(Stored records)
───

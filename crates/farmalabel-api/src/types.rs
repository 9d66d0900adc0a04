//! Wire types for the remote query service.
//!
//! ## Observed response shapes
//!
//! ### Product endpoints (`/api/products/…`)
//! Flat camelCase records carrying the base product plus optional offer and
//! mesón columns inline (`precioOferta`, `division`, `enMeson`, …). The
//! effective price arrives as `precioActual`. An offer is considered present
//! only when `precioOferta` is set *and non-zero*; the service emits `0`
//! for some no-offer rows.
//!
//! ### Excel/mesón endpoints (`/api/meson/excel/…`)
//! Envelope objects: `{ "ok": true, ... }` with the payload under `items`
//! or `summary`. Failures carry `message` and sometimes `detail`.
//! `foundInDPOFE` keeps the service's all-caps acronym spelling.

use chrono::{Months, NaiveDate};
use farmalabel_core::{MesonInfo, Oferta, Product};
use serde::Deserialize;

/// A flat product record from the query service.
#[derive(Debug, Clone, Deserialize)]
#[serde(rename_all = "camelCase")]
pub struct ApiProduct {
    /// Service-side numeric row id.
    pub id: i64,
    pub codigo: String,
    #[serde(default)]
    pub codigo_barras: String,
    pub nombre: String,
    #[serde(default)]
    pub descripcion: String,
    /// Size/variant descriptor; the service calls it `talla`.
    #[serde(default)]
    pub talla: String,
    #[serde(default)]
    pub precio_normal: i64,
    #[serde(default)]
    pub precio_unitario: i64,
    #[serde(default)]
    pub stock: i64,
    #[serde(default)]
    pub categoria: String,
    #[serde(default)]
    pub laboratorio: String,
    /// Effective price (offer already applied by the service).
    pub precio_actual: i64,
    #[serde(default)]
    pub oferta_id: Option<i64>,
    #[serde(default)]
    pub precio_oferta: Option<i64>,
    #[serde(default)]
    pub descuento_porcentaje: Option<i64>,
    #[serde(default)]
    pub vigencia_inicio: Option<String>,
    #[serde(default)]
    pub vigencia_fin: Option<String>,
    #[serde(default)]
    pub tipo_oferta: Option<String>,
    #[serde(default)]
    pub oferta_activa: Option<bool>,
    #[serde(default)]
    pub division: Option<String>,
    /// Long-form category name for the mesón block (`categoria` above is
    /// the short merchant code).
    #[serde(default)]
    pub categoria_larga: Option<String>,
    #[serde(default)]
    pub subcategoria: Option<String>,
    #[serde(default)]
    pub marca: Option<String>,
    #[serde(default)]
    pub en_meson: Option<bool>,
}

impl ApiProduct {
    /// Converts the wire record into a canonical [`Product`].
    ///
    /// The service does not ship an expiry date; it defaults to one year
    /// from `today`, the same rule the file importer applies.
    #[must_use]
    pub fn into_product(self, today: NaiveDate) -> Product {
        let oferta = self
            .precio_oferta
            .filter(|precio| *precio != 0)
            .map(|precio_oferta| Oferta {
                precio_oferta,
                vigencia_inicio: self.vigencia_inicio.unwrap_or_default(),
                vigencia_fin: self.vigencia_fin.unwrap_or_default(),
                descuento_porcentaje: self.descuento_porcentaje.unwrap_or(0),
                tipo_oferta: self.tipo_oferta.unwrap_or_else(|| "1".to_string()),
            });

        let meson = (self.en_meson == Some(true)).then(|| MesonInfo {
            division: self.division.unwrap_or_default(),
            categoria: self.categoria_larga.unwrap_or_default(),
            subcategoria: self.subcategoria.unwrap_or_default(),
            marca: self.marca.unwrap_or_default(),
            en_meson: true,
        });

        Product {
            id: self.id.to_string(),
            codigo: self.codigo,
            codigo_barras: self.codigo_barras.clone(),
            nombre: self.nombre,
            descripcion: self.descripcion,
            dosage: self.talla,
            batch: self.codigo_barras,
            expiry_date: default_expiry(today),
            manufacturer: self.laboratorio.clone(),
            laboratorio: self.laboratorio,
            precio_normal: self.precio_normal,
            precio: self.precio_actual,
            stock: self.stock,
            categoria: self.categoria,
            oferta,
            meson,
        }
    }
}

/// A search hit from the Excel index: SKU and description only, no pricing
/// until the enrich step.
#[derive(Debug, Clone, Deserialize)]
#[serde(rename_all = "camelCase")]
pub struct ExcelItem {
    pub sku: String,
    #[serde(default)]
    pub descripcion: Option<String>,
}

/// Pricing record from the POS discount source (DPOFE), returned by the
/// enrich endpoint.
#[derive(Debug, Clone, Deserialize)]
#[serde(rename_all = "camelCase")]
pub struct PricedRecord {
    pub sku: String,
    #[serde(default)]
    pub descripcion_promo: String,
    #[serde(default)]
    pub precio_normal: i64,
    #[serde(default)]
    pub precio_oferta: Option<i64>,
    #[serde(default)]
    pub precio_unitario: Option<i64>,
    #[serde(default)]
    pub vigencia_inicio: Option<String>,
    #[serde(default)]
    pub vigencia_fin: Option<String>,
    #[serde(default)]
    pub descuento_pct: Option<i64>,
}

impl PricedRecord {
    /// Converts the pricing record into a canonical [`Product`].
    ///
    /// An offer is synthesized when `precio_oferta` is present; a missing
    /// discount percentage is derived from the two prices. Absent validity
    /// dates fall back to `today`.
    #[must_use]
    pub fn into_product(self, today: NaiveDate) -> Product {
        let today_iso = today.format("%Y-%m-%d").to_string();
        let oferta = self.precio_oferta.map(|precio_oferta| Oferta {
            precio_oferta,
            vigencia_inicio: self.vigencia_inicio.unwrap_or_else(|| today_iso.clone()),
            vigencia_fin: self.vigencia_fin.unwrap_or_else(|| today_iso.clone()),
            descuento_porcentaje: self
                .descuento_pct
                .unwrap_or_else(|| Oferta::derived_discount(self.precio_normal, precio_oferta)),
            tipo_oferta: "1".to_string(),
        });
        let precio = oferta
            .as_ref()
            .map_or(self.precio_normal, |o| o.precio_oferta);

        Product {
            id: self.sku.clone(),
            codigo: self.sku,
            codigo_barras: String::new(),
            nombre: self.descripcion_promo.clone(),
            descripcion: self.descripcion_promo,
            dosage: String::new(),
            batch: String::new(),
            expiry_date: default_expiry(today),
            manufacturer: String::new(),
            laboratorio: String::new(),
            precio_normal: self.precio_normal,
            precio,
            stock: 0,
            categoria: String::new(),
            oferta,
            meson: None,
        }
    }
}

/// Envelope for the enrich endpoint.
#[derive(Debug, Clone, Deserialize)]
#[serde(rename_all = "camelCase")]
pub struct EnrichResponse {
    #[serde(default)]
    pub ok: bool,
    #[serde(default)]
    pub found_in_excel: bool,
    #[serde(default, rename = "foundInDPOFE")]
    pub found_in_dpofe: bool,
    #[serde(default)]
    pub message: Option<String>,
    #[serde(default)]
    pub producto: Option<PricedRecord>,
}

/// Upload/status summary for the mesón Excel index.
#[derive(Debug, Clone, Deserialize)]
#[serde(rename_all = "camelCase")]
pub struct ExcelSummary {
    pub count: i64,
    #[serde(default)]
    pub last_updated: Option<String>,
    #[serde(default)]
    pub sample: Vec<String>,
    #[serde(default)]
    pub source: Option<ExcelSource>,
}

/// Provenance block of an [`ExcelSummary`].
#[derive(Debug, Clone, Deserialize)]
#[serde(rename_all = "camelCase")]
pub struct ExcelSource {
    #[serde(default)]
    pub file_name: Option<String>,
    #[serde(default)]
    pub sheet: Option<String>,
    #[serde(default)]
    pub col: Option<String>,
    #[serde(default)]
    pub excel_rows: Option<i64>,
}

/// One year out from `today` (clamped for leap days), as ISO text.
fn default_expiry(today: NaiveDate) -> String {
    today
        .checked_add_months(Months::new(12))
        .unwrap_or(today)
        .format("%Y-%m-%d")
        .to_string()
}
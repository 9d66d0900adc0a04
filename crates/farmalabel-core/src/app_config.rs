/// Application configuration for the components that perform I/O.
///
/// The import/merge and layout/render crates are pure and take no
/// configuration dependency; only the API client and the CLI shell consume
/// this, and they receive it explicitly rather than reading ambient globals.
#[derive(Clone)]
pub struct AppConfig {
    /// Base URL of the remote product/offer query service.
    pub api_base_url: String,
    /// Token sent as `X-API-TOKEN`; omitted from requests when `None`.
    pub api_token: Option<String>,
    pub request_timeout_secs: u64,
    pub user_agent: String,
    pub log_level: String,
    /// Pixel multiplier applied to PNG exports for sharper output.
    pub export_scale: u32,
}

impl std::fmt::Debug for AppConfig {
    fn fmt(&self, f: &mut std::fmt::Formatter<'_>) -> std::fmt::Result {
        f.debug_struct("AppConfig")
            .field("api_base_url", &self.api_base_url)
            .field("api_token", &self.api_token.as_ref().map(|_| "[redacted]"))
            .field("request_timeout_secs", &self.request_timeout_secs)
            .field("user_agent", &self.user_agent)
            .field("log_level", &self.log_level)
            .field("export_scale", &self.export_scale)
            .finish()
    }
}
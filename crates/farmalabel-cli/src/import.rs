//! `import` command: parse the legacy exports and write the merged list.
//!
//! Per-file failures on the optional sources degrade to an empty map with a
//! warning so one bad export does not abort the run; only the base product
//! file is required.

use std::collections::HashMap;
use std::path::PathBuf;

use anyhow::Context;
use clap::Args;
use farmalabel_import::{
    map_raw_record, parse_base_products, parse_meson_file, parse_offer_file, reconcile, RawRecord,
};

#[derive(Debug, Args)]
pub struct ImportArgs {
    /// Base product export (header-driven TSV)
    #[arg(long)]
    pub products: PathBuf,

    /// Extra products as a JSON array of raw records with arbitrary key
    /// spellings (upload/API shape), appended to the base list
    #[arg(long)]
    pub raw: Option<PathBuf>,

    /// Offer source export (posdpofe TSV)
    #[arg(long)]
    pub offers: Option<PathBuf>,

    /// Merchandising source export (mesón TSV)
    #[arg(long)]
    pub meson: Option<PathBuf>,

    /// Output path for the merged JSON; stdout when omitted
    #[arg(long)]
    pub out: Option<PathBuf>,
}

pub fn run(args: &ImportArgs) -> anyhow::Result<()> {
    let base_content = std::fs::read_to_string(&args.products)
        .with_context(|| format!("reading {}", args.products.display()))?;
    let mut base = parse_base_products(&base_content)
        .with_context(|| format!("parsing {}", args.products.display()))?;

    if let Some(path) = &args.raw {
        let content =
            std::fs::read_to_string(path).with_context(|| format!("reading {}", path.display()))?;
        let records: Vec<RawRecord> = serde_json::from_str(&content)
            .with_context(|| format!("parsing {}", path.display()))?;
        let before = base.len();
        base.extend(
            records
                .iter()
                .map(map_raw_record)
                // No SKU means the record can never join the offer or mesón
                // sources; drop it like the TSV parsers do.
                .filter(|p| !p.codigo.is_empty()),
        );
        let kept = base.len() - before;
        if kept < records.len() {
            tracing::warn!(
                dropped = records.len() - kept,
                "raw records without a SKU were dropped"
            );
        }
    }

    let offers = match &args.offers {
        Some(path) => match std::fs::read_to_string(path) {
            Ok(content) => parse_offer_file(&content),
            Err(err) => {
                tracing::warn!(path = %path.display(), error = %err, "offer file unreadable, continuing without offers");
                HashMap::new()
            }
        },
        None => HashMap::new(),
    };
    let meson = match &args.meson {
        Some(path) => match std::fs::read_to_string(path) {
            Ok(content) => parse_meson_file(&content),
            Err(err) => {
                tracing::warn!(path = %path.display(), error = %err, "meson file unreadable, continuing without meson data");
                HashMap::new()
            }
        },
        None => HashMap::new(),
    };

    let merged = reconcile(&base, &offers, &meson);
    let with_offer = merged.iter().filter(|p| p.oferta.is_some()).count();
    let with_meson = merged.iter().filter(|p| p.meson.is_some()).count();
    tracing::info!(
        products = merged.len(),
        offers = offers.len(),
        meson = meson.len(),
        with_offer,
        with_meson,
        "merged product data"
    );

    let json = serde_json::to_string_pretty(&merged)?;
    match &args.out {
        Some(path) => {
            std::fs::write(path, json).with_context(|| format!("writing {}", path.display()))?;
            println!(
                "{} productos ({with_offer} con oferta, {with_meson} en mesón) → {}",
                merged.len(),
                path.display()
            );
        }
        None => println!("{json}"),
    }
    Ok(())
}
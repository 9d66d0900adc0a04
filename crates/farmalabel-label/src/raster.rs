//! From-scratch raster adapter: the lightweight PNG-export strategy used
//! when no rendered surface is available to snapshot.
//!
//! Fills the background, then draws each visible line top-to-bottom with a
//! fixed `font_size + 4` line pitch, centered horizontally. Text uses a
//! built-in 5×7 face scaled to the configured font size. Deliberately
//! approximate: this strategy trades exact box layout for having zero
//! rendering dependencies. Accented characters fold to their base glyph.

use farmalabel_core::LabelConfig;

use crate::fmt::parse_hex_color;
use crate::geometry::{LabelGeometry, PADDING_PX};
use crate::layout::LayoutLine;

const WHITE: [u8; 3] = [0xFF, 0xFF, 0xFF];
const BLACK: [u8; 3] = [0x00, 0x00, 0x00];

/// Glyph cell: 5 columns × 7 rows, column-major, bit 0 = top row.
type Glyph = [u8; 5];

const GLYPH_COLS: u32 = 5;
const GLYPH_ROWS: u32 = 7;
/// Column advance: glyph width plus one blank column.
const GLYPH_ADVANCE: u32 = GLYPH_COLS + 1;

/// An RGBA8 pixel buffer produced by the draw strategy.
#[derive(Debug, Clone)]
pub struct Raster {
    pub width: u32,
    pub height: u32,
    /// `width * height * 4` bytes, row-major RGBA.
    pub pixels: Vec<u8>,
}

/// Draws the given layout lines onto a fresh label canvas.
///
/// The canvas measures the geometry-contract conversion of the configured
/// millimetre dimensions, multiplied by `scale` (clamped to at least 1).
/// Malformed hex colors degrade to white background / black text.
#[must_use]
pub fn draw_label(lines: &[LayoutLine], config: &LabelConfig, scale: u32) -> Raster {
    let scale = scale.max(1);
    let geometry = LabelGeometry::of(config).scaled(scale);
    let background = parse_hex_color(&config.background_color, WHITE);
    let foreground = parse_hex_color(&config.text_color, BLACK);

    let mut raster = Raster::filled(geometry.width_px, geometry.height_px, background);

    // Glyph cell size tracks the font: a 5×7 glyph drawn at `unit` pixels
    // per cell stands roughly `font_size` pixels tall (7/8 of it, like a
    // cap height).
    let unit = (config.font_size / 8).max(1) * scale;
    let pitch = (config.font_size + 4) * scale;
    let advance = GLYPH_ADVANCE * unit;

    for (index, line) in lines.iter().enumerate() {
        let top = i64::from(PADDING_PX * scale) + i64::from(pitch) * index as i64;
        let chars: Vec<char> = line.text.chars().map(fold_char).collect();
        if chars.is_empty() {
            continue;
        }
        let text_width = i64::from(advance) * chars.len() as i64 - i64::from(unit);
        let mut x = (i64::from(raster.width) - text_width) / 2;

        for ch in chars {
            draw_glyph(&mut raster, glyph_for(ch), x, top, unit, foreground);
            x += i64::from(advance);
        }
    }

    raster
}

impl Raster {
    fn filled(width: u32, height: u32, color: [u8; 3]) -> Self {
        let mut pixels = Vec::with_capacity(width as usize * height as usize * 4);
        for _ in 0..width * height {
            pixels.extend_from_slice(&[color[0], color[1], color[2], 0xFF]);
        }
        Self {
            width,
            height,
            pixels,
        }
    }

    /// Writes one pixel, silently clipping anything outside the canvas.
    fn set(&mut self, x: i64, y: i64, color: [u8; 3]) {
        if x < 0 || y < 0 || x >= i64::from(self.width) || y >= i64::from(self.height) {
            return;
        }
        #[allow(clippy::cast_sign_loss)]
        let offset = (y as usize * self.width as usize + x as usize) * 4;
        self.pixels[offset] = color[0];
        self.pixels[offset + 1] = color[1];
        self.pixels[offset + 2] = color[2];
        self.pixels[offset + 3] = 0xFF;
    }
}

fn draw_glyph(raster: &mut Raster, glyph: Glyph, x: i64, y: i64, unit: u32, color: [u8; 3]) {
    for (col, bits) in glyph.iter().enumerate() {
        for row in 0..GLYPH_ROWS {
            if bits & (1 << row) == 0 {
                continue;
            }
            let cell_x = x + col as i64 * i64::from(unit);
            let cell_y = y + i64::from(row) * i64::from(unit);
            for dx in 0..i64::from(unit) {
                for dy in 0..i64::from(unit) {
                    raster.set(cell_x + dx, cell_y + dy, color);
                }
            }
        }
    }
}

/// Folds a character onto the glyph table: ASCII letters uppercase, Spanish
/// accents drop to their base letter, everything else passes through (and
/// may land on the fallback glyph).
fn fold_char(ch: char) -> char {
    match ch {
        'á' | 'Á' => 'A',
        'é' | 'É' => 'E',
        'í' | 'Í' => 'I',
        'ó' | 'Ó' => 'O',
        'ú' | 'Ú' | 'ü' | 'Ü' => 'U',
        'ñ' | 'Ñ' => 'N',
        _ => ch.to_ascii_uppercase(),
    }
}

/// Unknown characters render as a hollow box rather than vanishing.
const FALLBACK: Glyph = [0x7F, 0x41, 0x41, 0x41, 0x7F];

#[allow(clippy::too_many_lines)]
fn glyph_for(ch: char) -> Glyph {
    match ch {
        ' ' => [0x00, 0x00, 0x00, 0x00, 0x00],
        '!' => [0x00, 0x00, 0x5F, 0x00, 0x00],
        '"' => [0x00, 0x07, 0x00, 0x07, 0x00],
        '#' => [0x14, 0x7F, 0x14, 0x7F, 0x14],
        '$' => [0x24, 0x2A, 0x7F, 0x2A, 0x12],
        '%' => [0x23, 0x13, 0x08, 0x64, 0x62],
        '&' => [0x36, 0x49, 0x55, 0x22, 0x50],
        '\'' => [0x00, 0x05, 0x03, 0x00, 0x00],
        '(' => [0x00, 0x1C, 0x22, 0x41, 0x00],
        ')' => [0x00, 0x41, 0x22, 0x1C, 0x00],
        '*' => [0x14, 0x08, 0x3E, 0x08, 0x14],
        '+' => [0x08, 0x08, 0x3E, 0x08, 0x08],
        ',' => [0x00, 0x50, 0x30, 0x00, 0x00],
        '-' => [0x08, 0x08, 0x08, 0x08, 0x08],
        '.' => [0x00, 0x60, 0x60, 0x00, 0x00],
        '/' => [0x20, 0x10, 0x08, 0x04, 0x02],
        '0' => [0x3E, 0x51, 0x49, 0x45, 0x3E],
        '1' => [0x00, 0x42, 0x7F, 0x40, 0x00],
        '2' => [0x42, 0x61, 0x51, 0x49, 0x46],
        '3' => [0x21, 0x41, 0x45, 0x4B, 0x31],
        '4' => [0x18, 0x14, 0x12, 0x7F, 0x10],
        '5' => [0x27, 0x45, 0x45, 0x45, 0x39],
        '6' => [0x3C, 0x4A, 0x49, 0x49, 0x30],
        '7' => [0x01, 0x71, 0x09, 0x05, 0x03],
        '8' => [0x36, 0x49, 0x49, 0x49, 0x36],
        '9' => [0x06, 0x49, 0x49, 0x29, 0x1E],
        ':' => [0x00, 0x36, 0x36, 0x00, 0x00],
        '=' => [0x14, 0x14, 0x14, 0x14, 0x14],
        '?' => [0x02, 0x01, 0x51, 0x09, 0x06],
        'A' => [0x7E, 0x11, 0x11, 0x11, 0x7E],
        'B' => [0x7F, 0x49, 0x49, 0x49, 0x36],
        'C' => [0x3E, 0x41, 0x41, 0x41, 0x22],
        'D' => [0x7F, 0x41, 0x41, 0x22, 0x1C],
        'E' => [0x7F, 0x49, 0x49, 0x49, 0x41],
        'F' => [0x7F, 0x09, 0x09, 0x09, 0x01],
        'G' => [0x3E, 0x41, 0x49, 0x49, 0x7A],
        'H' => [0x7F, 0x08, 0x08, 0x08, 0x7F],
        'I' => [0x00, 0x41, 0x7F, 0x41, 0x00],
        'J' => [0x20, 0x40, 0x41, 0x3F, 0x01],
        'K' => [0x7F, 0x08, 0x14, 0x22, 0x41],
        'L' => [0x7F, 0x40, 0x40, 0x40, 0x40],
        'M' => [0x7F, 0x02, 0x0C, 0x02, 0x7F],
        'N' => [0x7F, 0x04, 0x08, 0x10, 0x7F],
        'O' => [0x3E, 0x41, 0x41, 0x41, 0x3E],
        'P' => [0x7F, 0x09, 0x09, 0x09, 0x06],
        'Q' => [0x3E, 0x41, 0x51, 0x21, 0x5E],
        'R' => [0x7F, 0x09, 0x19, 0x29, 0x46],
        'S' => [0x46, 0x49, 0x49, 0x49, 0x31],
        'T' => [0x01, 0x01, 0x7F, 0x01, 0x01],
        'U' => [0x3F, 0x40, 0x40, 0x40, 0x3F],
        'V' => [0x1F, 0x20, 0x40, 0x20, 0x1F],
        'W' => [0x3F, 0x40, 0x38, 0x40, 0x3F],
        'X' => [0x63, 0x14, 0x08, 0x14, 0x63],
        'Y' => [0x07, 0x08, 0x70, 0x08, 0x07],
        'Z' => [0x61, 0x51, 0x49, 0x45, 0x43],
        '_' => [0x40, 0x40, 0x40, 0x40, 0x40],
        _ => FALLBACK,
    }
}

───

About this task ▸
Pull out every line in the data above that has the word "query".

Answer space ▸
//! Wire types for the remote query service.
/// A flat product record from the query service.
    /// Base URL of the remote product/offer query service.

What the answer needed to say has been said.